Problem details:
A single figure is required: the number of lines below that contain "codes".

[Dataset entries]

──────

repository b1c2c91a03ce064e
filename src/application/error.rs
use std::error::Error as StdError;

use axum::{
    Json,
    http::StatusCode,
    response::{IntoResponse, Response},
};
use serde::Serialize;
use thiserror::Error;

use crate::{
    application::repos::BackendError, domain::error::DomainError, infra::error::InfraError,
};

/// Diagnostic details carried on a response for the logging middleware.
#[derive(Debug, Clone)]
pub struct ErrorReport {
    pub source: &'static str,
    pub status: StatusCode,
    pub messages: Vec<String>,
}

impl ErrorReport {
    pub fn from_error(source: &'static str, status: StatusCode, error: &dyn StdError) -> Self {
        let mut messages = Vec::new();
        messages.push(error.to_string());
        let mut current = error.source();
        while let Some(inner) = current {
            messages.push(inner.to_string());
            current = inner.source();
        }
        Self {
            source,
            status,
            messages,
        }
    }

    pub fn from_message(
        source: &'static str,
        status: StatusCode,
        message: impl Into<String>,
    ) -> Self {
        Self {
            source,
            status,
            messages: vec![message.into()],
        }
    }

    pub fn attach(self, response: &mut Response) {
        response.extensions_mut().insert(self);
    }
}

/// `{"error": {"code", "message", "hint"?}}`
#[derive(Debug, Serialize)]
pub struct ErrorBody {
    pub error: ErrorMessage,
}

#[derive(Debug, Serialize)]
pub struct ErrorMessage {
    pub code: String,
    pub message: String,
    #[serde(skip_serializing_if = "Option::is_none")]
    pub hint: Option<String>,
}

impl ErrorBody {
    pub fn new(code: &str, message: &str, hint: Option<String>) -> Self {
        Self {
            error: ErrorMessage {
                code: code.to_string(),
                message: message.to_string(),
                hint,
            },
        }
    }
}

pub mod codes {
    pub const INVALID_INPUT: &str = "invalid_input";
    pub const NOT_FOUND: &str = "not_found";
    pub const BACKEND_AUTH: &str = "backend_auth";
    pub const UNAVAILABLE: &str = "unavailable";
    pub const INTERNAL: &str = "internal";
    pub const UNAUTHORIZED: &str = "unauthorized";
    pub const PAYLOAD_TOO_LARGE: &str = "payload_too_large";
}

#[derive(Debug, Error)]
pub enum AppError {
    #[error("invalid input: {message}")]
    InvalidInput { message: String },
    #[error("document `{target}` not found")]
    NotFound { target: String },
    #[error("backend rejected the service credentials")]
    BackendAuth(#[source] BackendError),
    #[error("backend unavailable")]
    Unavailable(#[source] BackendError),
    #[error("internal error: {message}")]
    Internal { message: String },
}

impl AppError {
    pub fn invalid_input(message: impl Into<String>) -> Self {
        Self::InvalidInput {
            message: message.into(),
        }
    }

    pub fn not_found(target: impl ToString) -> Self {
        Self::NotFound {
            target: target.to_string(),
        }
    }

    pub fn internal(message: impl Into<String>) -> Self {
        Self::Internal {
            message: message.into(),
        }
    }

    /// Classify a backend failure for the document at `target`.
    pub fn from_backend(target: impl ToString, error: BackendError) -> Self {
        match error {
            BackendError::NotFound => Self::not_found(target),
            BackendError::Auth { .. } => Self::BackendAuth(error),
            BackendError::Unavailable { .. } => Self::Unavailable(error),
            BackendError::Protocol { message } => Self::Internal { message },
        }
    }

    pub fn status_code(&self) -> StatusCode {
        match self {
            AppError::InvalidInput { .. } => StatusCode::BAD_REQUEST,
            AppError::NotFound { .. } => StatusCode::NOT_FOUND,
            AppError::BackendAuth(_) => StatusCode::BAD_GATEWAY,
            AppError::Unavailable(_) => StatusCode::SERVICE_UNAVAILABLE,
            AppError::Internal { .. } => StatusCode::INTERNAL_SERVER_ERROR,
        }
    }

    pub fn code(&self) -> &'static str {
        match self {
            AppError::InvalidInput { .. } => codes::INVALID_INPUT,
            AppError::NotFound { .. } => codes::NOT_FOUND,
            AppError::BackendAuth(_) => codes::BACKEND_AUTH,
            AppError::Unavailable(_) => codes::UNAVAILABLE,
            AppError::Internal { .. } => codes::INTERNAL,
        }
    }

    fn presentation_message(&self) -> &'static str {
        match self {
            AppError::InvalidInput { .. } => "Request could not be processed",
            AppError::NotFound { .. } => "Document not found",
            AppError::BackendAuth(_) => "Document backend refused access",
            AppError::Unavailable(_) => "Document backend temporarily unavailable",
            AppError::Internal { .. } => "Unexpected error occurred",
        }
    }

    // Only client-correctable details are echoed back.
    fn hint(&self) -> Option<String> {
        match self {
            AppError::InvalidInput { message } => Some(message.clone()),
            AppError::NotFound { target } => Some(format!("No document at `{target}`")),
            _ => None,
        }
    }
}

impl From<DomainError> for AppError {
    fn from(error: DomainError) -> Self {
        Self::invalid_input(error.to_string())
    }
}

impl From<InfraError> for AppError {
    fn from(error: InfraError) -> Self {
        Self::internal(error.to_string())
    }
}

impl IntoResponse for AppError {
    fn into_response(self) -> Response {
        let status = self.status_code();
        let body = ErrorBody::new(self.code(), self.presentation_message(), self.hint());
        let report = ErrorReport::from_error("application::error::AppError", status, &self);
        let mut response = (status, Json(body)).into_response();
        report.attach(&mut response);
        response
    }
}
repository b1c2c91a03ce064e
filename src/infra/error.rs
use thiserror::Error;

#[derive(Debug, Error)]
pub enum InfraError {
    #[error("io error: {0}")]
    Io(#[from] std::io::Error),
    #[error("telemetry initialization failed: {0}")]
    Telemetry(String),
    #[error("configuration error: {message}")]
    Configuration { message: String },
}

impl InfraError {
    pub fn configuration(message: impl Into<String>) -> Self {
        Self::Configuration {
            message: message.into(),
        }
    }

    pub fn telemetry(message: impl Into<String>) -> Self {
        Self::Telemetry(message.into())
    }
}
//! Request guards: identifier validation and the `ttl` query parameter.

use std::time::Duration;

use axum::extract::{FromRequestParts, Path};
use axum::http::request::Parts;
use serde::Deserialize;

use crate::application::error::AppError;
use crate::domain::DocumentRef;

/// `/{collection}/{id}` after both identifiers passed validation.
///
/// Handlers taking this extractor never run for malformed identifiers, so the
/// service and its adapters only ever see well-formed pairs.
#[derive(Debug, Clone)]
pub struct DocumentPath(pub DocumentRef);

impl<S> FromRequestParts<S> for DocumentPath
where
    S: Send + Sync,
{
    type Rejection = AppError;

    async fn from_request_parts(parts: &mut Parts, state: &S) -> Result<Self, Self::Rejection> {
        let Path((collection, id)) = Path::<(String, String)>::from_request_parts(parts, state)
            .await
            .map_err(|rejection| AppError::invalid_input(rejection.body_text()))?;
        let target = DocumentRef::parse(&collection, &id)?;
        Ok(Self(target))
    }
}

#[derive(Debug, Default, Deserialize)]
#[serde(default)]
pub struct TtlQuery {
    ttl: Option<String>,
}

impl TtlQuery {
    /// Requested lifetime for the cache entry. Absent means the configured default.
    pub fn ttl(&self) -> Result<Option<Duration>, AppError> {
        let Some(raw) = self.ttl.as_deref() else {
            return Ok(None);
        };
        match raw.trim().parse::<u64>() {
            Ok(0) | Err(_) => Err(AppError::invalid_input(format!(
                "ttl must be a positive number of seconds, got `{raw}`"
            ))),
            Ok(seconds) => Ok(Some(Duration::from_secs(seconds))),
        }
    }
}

──────

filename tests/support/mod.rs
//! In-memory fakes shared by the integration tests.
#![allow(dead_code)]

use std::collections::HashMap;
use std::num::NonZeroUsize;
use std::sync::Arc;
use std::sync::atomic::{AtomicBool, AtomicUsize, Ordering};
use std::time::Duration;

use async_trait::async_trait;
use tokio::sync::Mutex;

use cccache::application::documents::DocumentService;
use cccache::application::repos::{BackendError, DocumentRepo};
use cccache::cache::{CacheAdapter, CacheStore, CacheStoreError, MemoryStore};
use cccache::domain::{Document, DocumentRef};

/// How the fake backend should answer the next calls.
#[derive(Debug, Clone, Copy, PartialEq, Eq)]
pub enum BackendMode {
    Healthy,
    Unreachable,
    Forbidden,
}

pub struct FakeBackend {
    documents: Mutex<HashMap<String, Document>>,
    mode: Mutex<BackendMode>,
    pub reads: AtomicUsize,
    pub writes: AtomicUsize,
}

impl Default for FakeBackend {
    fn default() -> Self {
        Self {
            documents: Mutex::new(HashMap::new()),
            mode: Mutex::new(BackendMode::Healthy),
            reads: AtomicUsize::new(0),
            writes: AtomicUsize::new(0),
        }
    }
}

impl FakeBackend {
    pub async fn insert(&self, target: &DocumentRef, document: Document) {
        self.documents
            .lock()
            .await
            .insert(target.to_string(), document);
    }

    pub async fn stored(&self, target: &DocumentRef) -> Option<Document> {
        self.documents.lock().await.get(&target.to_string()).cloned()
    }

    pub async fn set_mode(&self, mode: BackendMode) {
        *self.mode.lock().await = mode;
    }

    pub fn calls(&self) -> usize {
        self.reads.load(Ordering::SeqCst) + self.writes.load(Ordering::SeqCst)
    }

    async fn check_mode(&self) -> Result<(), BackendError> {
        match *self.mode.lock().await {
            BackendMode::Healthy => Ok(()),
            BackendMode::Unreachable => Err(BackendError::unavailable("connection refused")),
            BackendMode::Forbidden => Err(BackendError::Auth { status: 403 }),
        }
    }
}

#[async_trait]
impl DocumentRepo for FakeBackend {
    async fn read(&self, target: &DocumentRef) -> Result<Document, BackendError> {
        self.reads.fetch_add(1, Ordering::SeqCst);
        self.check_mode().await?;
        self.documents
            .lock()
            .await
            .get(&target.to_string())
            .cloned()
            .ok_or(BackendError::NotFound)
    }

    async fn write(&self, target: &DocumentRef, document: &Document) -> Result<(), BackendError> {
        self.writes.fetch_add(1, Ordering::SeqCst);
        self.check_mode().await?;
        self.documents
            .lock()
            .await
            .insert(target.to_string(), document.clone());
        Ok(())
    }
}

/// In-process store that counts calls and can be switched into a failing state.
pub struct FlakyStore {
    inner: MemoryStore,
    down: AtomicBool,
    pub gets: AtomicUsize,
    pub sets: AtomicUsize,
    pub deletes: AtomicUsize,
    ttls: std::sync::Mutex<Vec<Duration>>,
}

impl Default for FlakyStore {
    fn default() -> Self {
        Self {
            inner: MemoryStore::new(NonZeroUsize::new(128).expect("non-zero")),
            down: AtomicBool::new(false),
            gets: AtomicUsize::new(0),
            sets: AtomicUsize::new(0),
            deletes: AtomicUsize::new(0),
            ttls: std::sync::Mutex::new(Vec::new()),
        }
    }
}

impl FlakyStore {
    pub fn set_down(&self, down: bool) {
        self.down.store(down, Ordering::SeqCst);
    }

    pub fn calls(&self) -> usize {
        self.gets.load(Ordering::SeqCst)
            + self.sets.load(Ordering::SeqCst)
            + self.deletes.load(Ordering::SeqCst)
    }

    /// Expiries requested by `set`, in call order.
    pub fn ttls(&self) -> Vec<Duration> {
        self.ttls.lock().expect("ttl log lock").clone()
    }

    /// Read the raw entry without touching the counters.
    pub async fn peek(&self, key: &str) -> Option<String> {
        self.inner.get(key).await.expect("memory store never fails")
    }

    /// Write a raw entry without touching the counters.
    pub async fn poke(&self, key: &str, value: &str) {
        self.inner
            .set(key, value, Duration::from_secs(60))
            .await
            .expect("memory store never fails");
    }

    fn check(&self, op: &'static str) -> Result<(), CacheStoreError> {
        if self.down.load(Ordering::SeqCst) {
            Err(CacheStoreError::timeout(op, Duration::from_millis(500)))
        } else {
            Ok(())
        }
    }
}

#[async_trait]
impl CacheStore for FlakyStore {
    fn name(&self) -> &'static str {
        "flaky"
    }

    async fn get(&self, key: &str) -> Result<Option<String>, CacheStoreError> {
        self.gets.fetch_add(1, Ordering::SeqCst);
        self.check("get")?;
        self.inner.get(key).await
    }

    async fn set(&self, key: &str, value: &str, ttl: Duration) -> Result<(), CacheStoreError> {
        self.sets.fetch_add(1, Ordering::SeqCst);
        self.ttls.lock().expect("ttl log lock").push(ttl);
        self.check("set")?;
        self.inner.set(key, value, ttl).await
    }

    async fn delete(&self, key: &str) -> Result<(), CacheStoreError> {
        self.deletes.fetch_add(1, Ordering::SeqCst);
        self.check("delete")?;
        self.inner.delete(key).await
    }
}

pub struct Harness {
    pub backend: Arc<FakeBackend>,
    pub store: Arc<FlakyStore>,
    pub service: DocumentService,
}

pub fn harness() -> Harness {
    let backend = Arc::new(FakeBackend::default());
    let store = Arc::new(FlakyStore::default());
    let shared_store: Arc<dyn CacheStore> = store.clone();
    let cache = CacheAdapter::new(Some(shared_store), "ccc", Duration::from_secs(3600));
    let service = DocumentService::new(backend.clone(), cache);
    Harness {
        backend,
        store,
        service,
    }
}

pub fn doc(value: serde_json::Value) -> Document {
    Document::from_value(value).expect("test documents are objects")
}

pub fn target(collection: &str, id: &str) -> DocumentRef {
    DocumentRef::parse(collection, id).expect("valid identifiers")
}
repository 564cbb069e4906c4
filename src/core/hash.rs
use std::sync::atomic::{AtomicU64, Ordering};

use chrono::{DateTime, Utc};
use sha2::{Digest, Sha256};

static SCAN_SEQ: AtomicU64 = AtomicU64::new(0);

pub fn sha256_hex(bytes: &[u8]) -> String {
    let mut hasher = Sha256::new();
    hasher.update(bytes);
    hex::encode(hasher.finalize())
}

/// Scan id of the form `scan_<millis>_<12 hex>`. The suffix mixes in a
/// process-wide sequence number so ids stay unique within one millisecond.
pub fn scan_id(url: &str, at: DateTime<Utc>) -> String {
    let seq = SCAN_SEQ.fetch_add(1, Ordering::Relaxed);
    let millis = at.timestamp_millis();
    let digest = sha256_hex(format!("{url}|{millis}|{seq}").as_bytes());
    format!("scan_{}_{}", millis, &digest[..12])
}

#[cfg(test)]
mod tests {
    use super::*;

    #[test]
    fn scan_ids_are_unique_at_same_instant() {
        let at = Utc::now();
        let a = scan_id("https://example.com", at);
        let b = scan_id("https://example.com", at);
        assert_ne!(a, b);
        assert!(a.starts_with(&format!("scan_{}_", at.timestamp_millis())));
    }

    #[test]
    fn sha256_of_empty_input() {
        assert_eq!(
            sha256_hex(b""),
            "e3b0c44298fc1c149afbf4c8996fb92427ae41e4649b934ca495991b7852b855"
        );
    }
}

──────

Answer space:
6